O Ensino Médio atualmente se divide entre, escolas deficitárias que “subformam” os alunos e centros de treinamento para vestibulares que é o que as grandes redes de escolas particulares se tornaram, tudo salpicado de pequenas e raras ilhas de excelência que caracterizam as escolas federais, sobretudo ligadas as Forças Armadas e centros pertencentes à Rede S (SENAI, SESC, SIESP e demais) ou outras raríssimas instituições públicas e privadas que heroicamente fazem com grande qualidade o ensino para jovens.

COMO RESOLVER ESSA CATÁSTROFE:

Isso não é a sede do MIT ou da Google, é uma escola de 
Ensino Médio de verdade, Sesc, Rio de Janeiro.

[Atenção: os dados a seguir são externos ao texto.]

//! Session lifecycle state machine.
//!
//! A [`Session`] is the exclusive owner of one host session number against
//! one security provider. It is deliberately not `Clone`: sharing a session
//! across threads would break the strict request/response serialization the
//! TPer requires, so concurrent callers open their own sessions (or use
//! [`crate::pool::SessionPool`]).
//!
//! # State machine
//!
//! ```text
//!             start              sync OK
//!     Closed ───────▶ Opening ──────────▶ Open
//!         ▲              │                 │
//!         └──────────────┴─────────────────┘
//!              failure or close
//! ```
//!
//! Session-manager traffic (Properties, StartSession) travels in Packets
//! with both session numbers zero; only an Open session stamps its TSN/HSN
//! into outbound frames.

use std::{
    sync::{
        Arc,
        atomic::{AtomicU32, Ordering},
    },
    time::Duration,
};

use sedframe_proto::{MethodStatus, Uid, compacket::FrameParams, uid::{param, sm, sp, method as method_uid}};

use crate::{
    auth::Credential,
    debug::{TestContext, config_key, counter, workaround},
    error::{Result, SedError},
    exchange,
    method::{self, MethodCall},
    transport::SharedTransport,
};

/// Default deadline for one I/O round before the `extend_timeout`
/// workaround or a per-session override is applied.
pub const DEFAULT_IO_TIMEOUT: Duration = Duration::from_secs(10);

/// Default maximum ComPacket size before Properties negotiation.
pub const DEFAULT_MAX_COMPACKET: usize = 2048;

/// Host session numbers are handed out from a process-wide counter, so two
/// live sessions can never collide regardless of which transport they use.
static NEXT_HSN: AtomicU32 = AtomicU32::new(0x1000);

/// Lifecycle state of a session.
#[derive(Debug, Clone, Copy, PartialEq, Eq)]
pub enum SessionState {
    /// No session open; session-manager calls only
    Closed,
    /// StartSession sent, awaiting SyncSession
    Opening,
    /// SyncSession received; in-session methods allowed
    Open,
}

/// Snapshot of a session's identity for evaluation tooling.
#[derive(Debug, Clone, Copy, PartialEq, Eq)]
pub struct SessionInfo {
    /// Host session number
    pub hsn: u32,
    /// TPer session number (0 unless open)
    pub tsn: u32,
    /// Current lifecycle state
    pub state: SessionState,
    /// Last packet sequence number issued
    pub seq_number: u32,
    /// ComID the session communicates on
    pub com_id: u16,
    /// True if the session was opened read-only
    pub read_only: bool,
}

/// Values returned by a successful StartSession/SyncSession exchange.
#[derive(Debug, Clone, Copy, PartialEq, Eq)]
pub struct StartSessionResult {
    /// Host session number the session proposed
    pub hsn: u32,
    /// TPer session number assigned by the drive
    pub tsn: u32,
}

/// Optional StartSession parameters.
#[derive(Debug, Clone, Default)]
pub struct StartSessionOpts {
    /// Host challenge (credential proven during StartSession)
    pub challenge: Option<Vec<u8>>,
    /// Host exchange authority
    pub exchange_authority: Option<Uid>,
    /// Host signing authority
    pub signing_authority: Option<Uid>,
    /// Session timeout in milliseconds requested from the TPer
    pub timeout_ms: Option<u64>,
}

/// One authenticated channel to a security provider.
pub struct Session {
    transport: SharedTransport,
    ctx: Arc<TestContext>,
    com_id: u16,
    hsn: u32,
    tsn: u32,
    sp_uid: Option<Uid>,
    state: SessionState,
    retired: bool,
    seq_number: u32,
    read_only: bool,
    max_compacket: usize,
    timeout: Duration,
}

impl Session {
    /// Create a closed session on `com_id`, observing through the global
    /// test context.
    #[must_use]
    pub fn new(transport: SharedTransport, com_id: u16) -> Self {
        Self::with_context(transport, com_id, TestContext::global())
    }

    /// Create a closed session observing through an explicit context.
    #[must_use]
    pub fn with_context(
        transport: SharedTransport,
        com_id: u16,
        ctx: Arc<TestContext>,
    ) -> Self {
        Self {
            transport,
            ctx,
            com_id,
            hsn: NEXT_HSN.fetch_add(1, Ordering::Relaxed),
            tsn: 0,
            sp_uid: None,
            state: SessionState::Closed,
            retired: false,
            seq_number: 0,
            read_only: false,
            max_compacket: DEFAULT_MAX_COMPACKET,
            timeout: DEFAULT_IO_TIMEOUT,
        }
    }

    /// Host session number owned by this session.
    #[must_use]
    pub fn hsn(&self) -> u32 {
        self.hsn
    }

    /// TPer session number; 0 unless the session is open.
    #[must_use]
    pub fn tsn(&self) -> u32 {
        self.tsn
    }

    /// ComID this session communicates on.
    #[must_use]
    pub fn com_id(&self) -> u16 {
        self.com_id
    }

    /// Security provider the session is (or was) open against.
    #[must_use]
    pub fn sp_uid(&self) -> Option<Uid> {
        self.sp_uid
    }

    /// Current lifecycle state.
    #[must_use]
    pub fn state(&self) -> SessionState {
        self.state
    }

    /// True while in-session methods may be invoked.
    #[must_use]
    pub fn is_open(&self) -> bool {
        self.state == SessionState::Open
    }

    /// Identity snapshot for evaluation tooling.
    #[must_use]
    pub fn info(&self) -> SessionInfo {
        SessionInfo {
            hsn: self.hsn,
            tsn: self.tsn,
            state: self.state,
            seq_number: self.seq_number,
            com_id: self.com_id,
            read_only: self.read_only,
        }
    }

    /// The transport this session shares with its siblings.
    #[must_use]
    pub fn transport(&self) -> &SharedTransport {
        &self.transport
    }

    /// The test context this session observes through.
    #[must_use]
    pub fn context(&self) -> &Arc<TestContext> {
        &self.ctx
    }

    /// Negotiated maximum ComPacket size.
    #[must_use]
    pub fn max_compacket_size(&self) -> usize {
        self.max_compacket
    }

    /// Adopt a negotiated maximum ComPacket size (from Properties).
    pub fn set_max_compacket_size(&mut self, size: usize) {
        self.max_compacket = size.max(512);
    }

    /// Override the per-round I/O deadline.
    pub fn set_timeout(&mut self, timeout: Duration) {
        self.timeout = timeout;
    }

    /// Deadline for one I/O round: the configured default, extended to
    /// `timeout_extend_ms` when the `extend_timeout` workaround is active.
    #[must_use]
    pub(crate) fn effective_timeout(&self) -> Duration {
        if self.ctx.workaround_active(workaround::EXTEND_TIMEOUT)
            && let Some(ms) = self.ctx.config_u64(config_key::TIMEOUT_EXTEND_MS, None)
        {
            return self.timeout.max(Duration::from_millis(ms));
        }
        self.timeout
    }

    /// Identifiers for the next outbound frame. Sequence numbers increase
    /// strictly within the session, starting at 1 for its first Packet.
    pub(crate) fn frame_params(&mut self) -> FrameParams {
        self.seq_number += 1;
        let (tsn, hsn) = if self.state == SessionState::Open {
            (self.tsn, self.hsn)
        } else {
            (0, 0)
        };
        FrameParams { com_id: self.com_id, tsn, hsn, seq_number: self.seq_number }
    }

    /// Close the session permanently after a fatal transport or desync
    /// error; later invocations fail with [`SedError::SessionClosed`].
    pub(crate) fn mark_fatal(&mut self) {
        if self.state != SessionState::Closed {
            tracing::debug!(hsn = self.hsn, tsn = self.tsn, "session closed by fatal error");
        }
        self.state = SessionState::Closed;
        self.retired = true;
        self.tsn = 0;
    }

    /// Refuse further traffic on a retired session.
    pub(crate) fn ensure_usable(&self) -> Result<()> {
        if self.retired {
            return Err(SedError::SessionClosed);
        }
        Ok(())
    }

    /// Open a session against `sp` with no authentication (Anybody).
    pub fn start(&mut self, sp: Uid, write: bool) -> Result<StartSessionResult> {
        self.start_opts(sp, write, &StartSessionOpts::default())
    }

    /// Open a session against `sp` with explicit StartSession parameters.
    pub fn start_opts(
        &mut self,
        sp: Uid,
        write: bool,
        opts: &StartSessionOpts,
    ) -> Result<StartSessionResult> {
        self.ensure_usable()?;
        if self.state != SessionState::Closed {
            return Err(SedError::InvalidArgument {
                reason: format!("session {} already started", self.hsn),
            });
        }

        self.state = SessionState::Opening;
        self.sp_uid = Some(sp);
        self.read_only = !write;

        let mut call = MethodCall::new(sm::SMUID, sm::START_SESSION);
        call.uint(u64::from(self.hsn)).uid(sp).boolean(write);
        if let Some(challenge) = &opts.challenge {
            call.named_bytes(param::HOST_CHALLENGE, challenge);
        }
        if let Some(authority) = opts.exchange_authority {
            call.named_uid(param::HOST_EXCHANGE_AUTHORITY, authority);
        }
        if let Some(authority) = opts.signing_authority {
            call.named_uid(param::HOST_SIGNING_AUTHORITY, authority);
        }
        if let Some(ms) = opts.timeout_ms {
            call.named_uint(param::SESSION_TIMEOUT, ms);
        }

        let result = match method::invoke_any_status(self, &call) {
            Ok(r) => r,
            Err(e) => {
                self.state = SessionState::Closed;
                return Err(e);
            },
        };

        if !result.status.is_success() {
            self.state = SessionState::Closed;
            tracing::debug!(hsn = self.hsn, status = %result.status, "session start refused");
            return Err(match result.status {
                MethodStatus::SpBusy => SedError::SessionBusy,
                status => SedError::SessionStartFailed { status },
            });
        }

        if result.arg_count() < 2 {
            self.state = SessionState::Closed;
            return Err(SedError::MethodResultShape {
                expected: 2,
                actual: result.arg_count(),
            });
        }
        let echoed_hsn = result.arg_uint(0)?;
        if echoed_hsn != u64::from(self.hsn) {
            self.state = SessionState::Closed;
            return Err(SedError::MethodMalformed {
                reason: "sync session echoed another host session number",
            });
        }
        let tsn = u32::try_from(result.arg_uint(1)?).map_err(|_| {
            SedError::MethodMalformed { reason: "tper session number out of range" }
        })?;

        self.tsn = tsn;
        self.state = SessionState::Open;
        self.ctx.bump(counter::SESSION_OPEN);
        tracing::debug!(hsn = self.hsn, tsn = self.tsn, sp = %sp, "session open");
        Ok(StartSessionResult { hsn: self.hsn, tsn })
    }

    /// Open a session and prove `authority` with `credential` via an
    /// Authenticate call issued right after SyncSession.
    pub fn start_with_auth(
        &mut self,
        sp: Uid,
        write: bool,
        authority: Uid,
        credential: &Credential,
    ) -> Result<StartSessionResult> {
        let started = self.start(sp, write)?;
        if let Err(e) = self.authenticate(authority, credential) {
            // The half-authenticated session is useless; drop it.
            let _ = self.close();
            return Err(e);
        }
        Ok(started)
    }

    /// Prove an authority on the open session.
    pub fn authenticate(&mut self, authority: Uid, credential: &Credential) -> Result<()> {
        if self.state != SessionState::Open {
            return Err(SedError::SessionClosed);
        }
        let mut call = MethodCall::new(sp::THIS_SP, method_uid::AUTHENTICATE);
        call.uid(authority).named_bytes(param::CHALLENGE, credential.as_bytes());
        let result = method::invoke(self, &call)?;
        // The TPer answers a boolean; 0 means the proof was rejected even
        // though the method itself succeeded.
        if result.arg_count() >= 1 && result.arg_uint(0)? == 0 {
            return Err(SedError::MethodStatus(MethodStatus::NotAuthorized));
        }
        tracing::debug!(hsn = self.hsn, authority = %authority, "authenticated");
        Ok(())
    }

    /// Close the session with an EndOfSession token. Per the protocol no
    /// response body is awaited. The session is retired either way.
    pub fn close(&mut self) -> Result<()> {
        if self.state != SessionState::Open {
            self.mark_fatal();
            return Ok(());
        }

        let payload = [0xFA]; // EndOfSession
        let send_result = exchange::send_only(self, &payload);
        let hsn = self.hsn;
        let tsn = self.tsn;
        self.mark_fatal();
        self.ctx.bump(counter::SESSION_CLOSE);
        tracing::debug!(hsn, tsn, "session closed");
        send_result
    }
}

impl std::fmt::Debug for Session {
    fn fmt(&self, f: &mut std::fmt::Formatter<'_>) -> std::fmt::Result {
        f.debug_struct("Session")
            .field("hsn", &self.hsn)
            .field("tsn", &self.tsn)
            .field("com_id", &format!("{:#06x}", self.com_id))
            .field("state", &self.state)
            .field("seq_number", &self.seq_number)
            .finish_non_exhaustive()
    }
}

#[cfg(test)]
mod tests {
    use super::*;
    use crate::transport::Transport;

    /// Transport whose device fell off the bus.
    struct DeadTransport;

    impl Transport for DeadTransport {
        fn if_send(&self, _: u8, _: u16, _: &[u8]) -> Result<()> {
            Err(SedError::Transport { reason: "device gone".to_string() })
        }

        fn if_recv(&self, _: u8, _: u16, _: usize) -> Result<Vec<u8>> {
            Err(SedError::Transport { reason: "device gone".to_string() })
        }

        fn is_open(&self) -> bool {
            false
        }
    }

    fn dead_session() -> Session {
        Session::with_context(Arc::new(DeadTransport), 0x07FE, Arc::new(TestContext::new()))
    }

    #[test]
    fn hsn_allocation_is_unique() {
        let a = NEXT_HSN.fetch_add(1, Ordering::Relaxed);
        let b = NEXT_HSN.fetch_add(1, Ordering::Relaxed);
        assert_ne!(a, b);
    }

    #[test]
    fn fresh_session_is_closed_with_zero_tsn() {
        let session = dead_session();
        assert_eq!(session.state(), SessionState::Closed);
        assert_eq!(session.tsn(), 0);
        assert_eq!(session.info().seq_number, 0);
        assert!(!session.is_open());
    }

    #[test]
    fn transport_failure_during_start_retires_the_session() {
        let mut session = dead_session();
        let err = session.start(sp::ADMIN, false).unwrap_err();
        assert!(matches!(err, SedError::Transport { .. }));
        assert_eq!(session.state(), SessionState::Closed);

        // Retired: even a new start is refused
        assert_eq!(session.start(sp::ADMIN, false), Err(SedError::SessionClosed));
    }

    #[test]
    fn close_is_idempotent_on_a_never_opened_session() {
        let mut session = dead_session();
        assert!(session.close().is_ok());
        assert_eq!(session.state(), SessionState::Closed);
        assert_eq!(session.ensure_usable(), Err(SedError::SessionClosed));
    }

    #[test]
    fn authenticate_requires_an_open_session() {
        let mut session = dead_session();
        let cred = Credential::plain("pw");
        assert_eq!(
            session.authenticate(sedframe_proto::uid::auth::SID, &cred),
            Err(SedError::SessionClosed)
        );
    }
}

Bom, isso acarretaria centenas de páginas, coisa que dispomos, mas a paciência do leitor não é para tanto: 
Prefiro seguir a doutrina da Pedagogia Waldorf onde essa passagem do 5º para o 6º ano é atenuada e feita de maneira suave, nas escolas Waldorf os alunos permanecem com o mesmo professor, esse responsável pela maior parte das disciplinas até os 14 anos e não somente até os 10. A mudança é toda ritualizada com uma cerimonia bem sensível com a participação dos pais e demais responsáveis pela educação do aluno desde os 7 anos. Mesmo no ensino médio os alunos contam com um professor que funciona como o orientador da sala. Claro que a Pedagogia Waldorf é um sistema de ensino bem restrito e mesmo a despeito dos excelentes resultados, após cem anos de existência ele ainda é usado em poucas escolas pelo mundo e em raras unidades aqui no Brasil. 
Mais Rudolf Steiner fundador das escolas Waldorf tem muito a ensinar ao atual modelo. 

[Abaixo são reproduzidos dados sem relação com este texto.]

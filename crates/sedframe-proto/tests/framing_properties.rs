//! Property-based tests for ComPacket framing.

use proptest::prelude::*;
use sedframe_proto::compacket::{self, FrameParams, SubPacketHeader};
use zerocopy::FromBytes;

fn arbitrary_params() -> impl Strategy<Value = FrameParams> {
    (any::<u16>(), any::<u32>(), any::<u32>(), any::<u32>()).prop_map(
        |(com_id, tsn, hsn, seq_number)| FrameParams { com_id, tsn, hsn, seq_number },
    )
}

proptest! {
    #[test]
    fn wrap_unwrap_round_trip(
        params in arbitrary_params(),
        payload in prop::collection::vec(any::<u8>(), 1..2048),
    ) {
        let buf = compacket::wrap(&params, &payload);
        let out = compacket::unwrap(&buf).expect("unwrap should succeed");
        prop_assert_eq!(out.payload, payload);
        prop_assert_eq!(out.tsn, params.tsn);
        prop_assert_eq!(out.hsn, params.hsn);
        prop_assert_eq!(out.outstanding_data, 0);
        prop_assert_eq!(out.min_transfer, 0);
    }

    #[test]
    fn framing_alignment(
        params in arbitrary_params(),
        payload in prop::collection::vec(any::<u8>(), 0..512),
    ) {
        let buf = compacket::wrap(&params, &payload);

        // The SubPacket length field holds exactly the logical payload size
        // while the physical frame is padded to a 4-byte boundary.
        let sub_off = compacket::ComPacketHeader::SIZE + compacket::PacketHeader::SIZE;
        let (sub, _) = SubPacketHeader::ref_from_prefix(&buf[sub_off..]).expect("header");
        prop_assert_eq!(sub.length() as usize, payload.len());
        prop_assert_eq!(buf.len() % 4, 0);
    }

    #[test]
    fn unwrap_never_panics(bytes in prop::collection::vec(any::<u8>(), 0..256)) {
        let _ = compacket::unwrap(&bytes);
    }

    #[test]
    fn truncated_frames_error(
        params in arbitrary_params(),
        payload in prop::collection::vec(any::<u8>(), 4..128),
    ) {
        let buf = compacket::wrap(&params, &payload);
        // Any strict prefix that still contains a ComPacket header must fail
        // rather than return partial data.
        let cut = compacket::ComPacketHeader::SIZE + payload.len() / 2;
        prop_assert!(compacket::unwrap(&buf[..cut]).is_err());
    }
}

Acredito que a solução deveria começar na formação docente nas faculdades, hoje nossos licenciados saem com uma carga teórica digna de um bacharel em sua área, mais com pouco ou simbólicas horas dedicadas a como ensinar ou a conhecer os processos de como os alunos na faixa etária que irão lecionar se desenvolvem. Mesmo as grandes redes de ensino públicas não aprofundam a formação de seus docentes nestes temas. 

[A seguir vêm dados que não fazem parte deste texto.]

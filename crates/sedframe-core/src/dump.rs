//! Token stream diagnostics: indented textual dump with UID annotation.
//!
//! Used by evaluation tooling to render captured method payloads. Eight-
//! byte byte sequences are printed as UIDs and annotated when they match a
//! well-known object.

use std::fmt::Write as _;

use sedframe_proto::{Token, Uid, uid};

/// Well-known label for a UID, if any.
#[must_use]
pub fn annotate_uid(u: Uid) -> Option<&'static str> {
    match u {
        uid::sm::SMUID => Some("SMUID"),
        uid::sp::THIS_SP => Some("THIS_SP"),
        uid::sp::ADMIN => Some("SP_ADMIN"),
        uid::sp::LOCKING => Some("SP_LOCKING"),
        uid::auth::SID => Some("AUTH_SID"),
        uid::auth::PSID => Some("AUTH_PSID"),
        uid::auth::ANYBODY => Some("AUTH_ANYBODY"),
        uid::cpin::MSID => Some("C_PIN_MSID"),
        uid::cpin::SID => Some("C_PIN_SID"),
        uid::locking::GLOBAL_RANGE => Some("LOCKING_GLOBAL_RANGE"),
        uid::sm::PROPERTIES => Some("PROPERTIES"),
        uid::sm::START_SESSION => Some("START_SESSION"),
        uid::sm::SYNC_SESSION => Some("SYNC_SESSION"),
        uid::method::GET => Some("GET"),
        uid::method::SET => Some("SET"),
        uid::method::AUTHENTICATE => Some("AUTHENTICATE"),
        u if u.0 >> 32 == 0x0000_000B => Some("C_PIN"),
        u if u.0 >> 32 == 0x0000_0802 => Some("LOCKING_RANGE"),
        _ => None,
    }
}

fn hex(bytes: &[u8]) -> String {
    let mut s = String::with_capacity(bytes.len() * 3);
    for b in bytes {
        let _ = write!(s, "{b:02x} ");
    }
    s.trim_end().to_string()
}

/// Render a token stream as an indented dump, one token per line.
#[must_use]
pub fn format_tokens(tokens: &[Token]) -> String {
    let mut out = String::new();
    let mut depth = 0usize;
    for t in tokens {
        if matches!(t, Token::EndList | Token::EndName) {
            depth = depth.saturating_sub(1);
        }
        let indent = "  ".repeat(depth);
        match t {
            Token::StartList => {
                let _ = writeln!(out, "{indent}[");
            },
            Token::EndList => {
                let _ = writeln!(out, "{indent}]");
            },
            Token::StartName => {
                let _ = writeln!(out, "{indent}{{");
            },
            Token::EndName => {
                let _ = writeln!(out, "{indent}}}");
            },
            Token::Call => {
                let _ = writeln!(out, "{indent}CALL");
            },
            Token::EndOfData => {
                let _ = writeln!(out, "{indent}END_OF_DATA");
            },
            Token::EndOfSession => {
                let _ = writeln!(out, "{indent}END_OF_SESSION");
            },
            Token::StartTransaction => {
                let _ = writeln!(out, "{indent}START_TRANSACTION");
            },
            Token::EndTransaction => {
                let _ = writeln!(out, "{indent}END_TRANSACTION");
            },
            Token::Empty => {
                let _ = writeln!(out, "{indent}EMPTY");
            },
            Token::Uint(v) => {
                let _ = writeln!(out, "{indent}UINT: {v}");
            },
            Token::Int(v) => {
                let _ = writeln!(out, "{indent}INT: {v}");
            },
            Token::Bytes(b) if b.len() == 8 => {
                // Most 8-byte sequences in method traffic are UIDs
                let u = Uid::from_slice(b).unwrap_or(Uid(0));
                match annotate_uid(u) {
                    Some(label) => {
                        let _ = writeln!(out, "{indent}UID: {u} ({label})");
                    },
                    None => {
                        let _ = writeln!(out, "{indent}UID: {u}");
                    },
                }
            },
            Token::Bytes(b) => {
                let _ = writeln!(out, "{indent}BYTES[{}]: {}", b.len(), hex(b));
            },
        }
        if matches!(t, Token::StartList | Token::StartName) {
            depth += 1;
        }
    }
    out
}

#[cfg(test)]
mod tests {
    use sedframe_proto::uid::sm;

    use super::*;

    #[test]
    fn dump_indents_and_annotates() {
        let tokens = vec![
            Token::Call,
            Token::Bytes(sm::SMUID.to_bytes().to_vec()),
            Token::Bytes(sm::START_SESSION.to_bytes().to_vec()),
            Token::StartList,
            Token::Uint(4096),
            Token::Bytes(vec![0xDE, 0xAD]),
            Token::EndList,
            Token::EndOfData,
        ];
        let dump = format_tokens(&tokens);
        let lines: Vec<&str> = dump.lines().collect();
        assert_eq!(lines[0], "CALL");
        assert!(lines[1].contains("(SMUID)"));
        assert!(lines[2].contains("(START_SESSION)"));
        assert_eq!(lines[3], "[");
        assert_eq!(lines[4], "  UINT: 4096");
        assert_eq!(lines[5], "  BYTES[2]: de ad");
        assert_eq!(lines[6], "]");
        assert_eq!(lines[7], "END_OF_DATA");
    }
}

Estruturalmente as salas deveriam ter número de alunos reduzido, as escolas não deveriam abrigar multidões de alunos como muitos prédios mastodônticos existentes por ai o fazem. Os docentes deveriam lecionar apenas em uma escola, estreitando o vinculo com sua comunidade e tendo um conhecimento longitudinal de seus pupilos. 
As disciplinas até o segundo grau deveriam ser obrigatórias (ainda não estamos preparados para o modelo de Summerhill) mais aplicadas em módulos maiores que os 50 ou mesmo 150 minutos que as aulas atuais duram, módulos semanais ou mesmo mensais poderiam ser uma boa solução. 
No Ensino Médio, deveriam ter um núcleo obrigatório mais matérias optativas que já iriam moldando o aluno segundo seu interesse artístico ou acadêmico a sua futura escolha profissional ou de curso superior. 
Claro deveríamos ter escolas mais amplas, bibliotecas mais estruturadas, atividades artístico culturais em fartura e muitas viagens e vivencia em loco. “E não os caixotes de concreto que hoje abundam por ai!” 
Uma escola que se respeita as fases pelo que seus alunos passem que não os tomem por estereótipos, que não tente tornar crianças em adolescentes e nem adolescentes em adultos precoces. Em fim uma escola que não expulse seu aluno devido a suas condições sociais e que professores tenham orgulho de lá lecionar e que os alunos certamente não abandonarão.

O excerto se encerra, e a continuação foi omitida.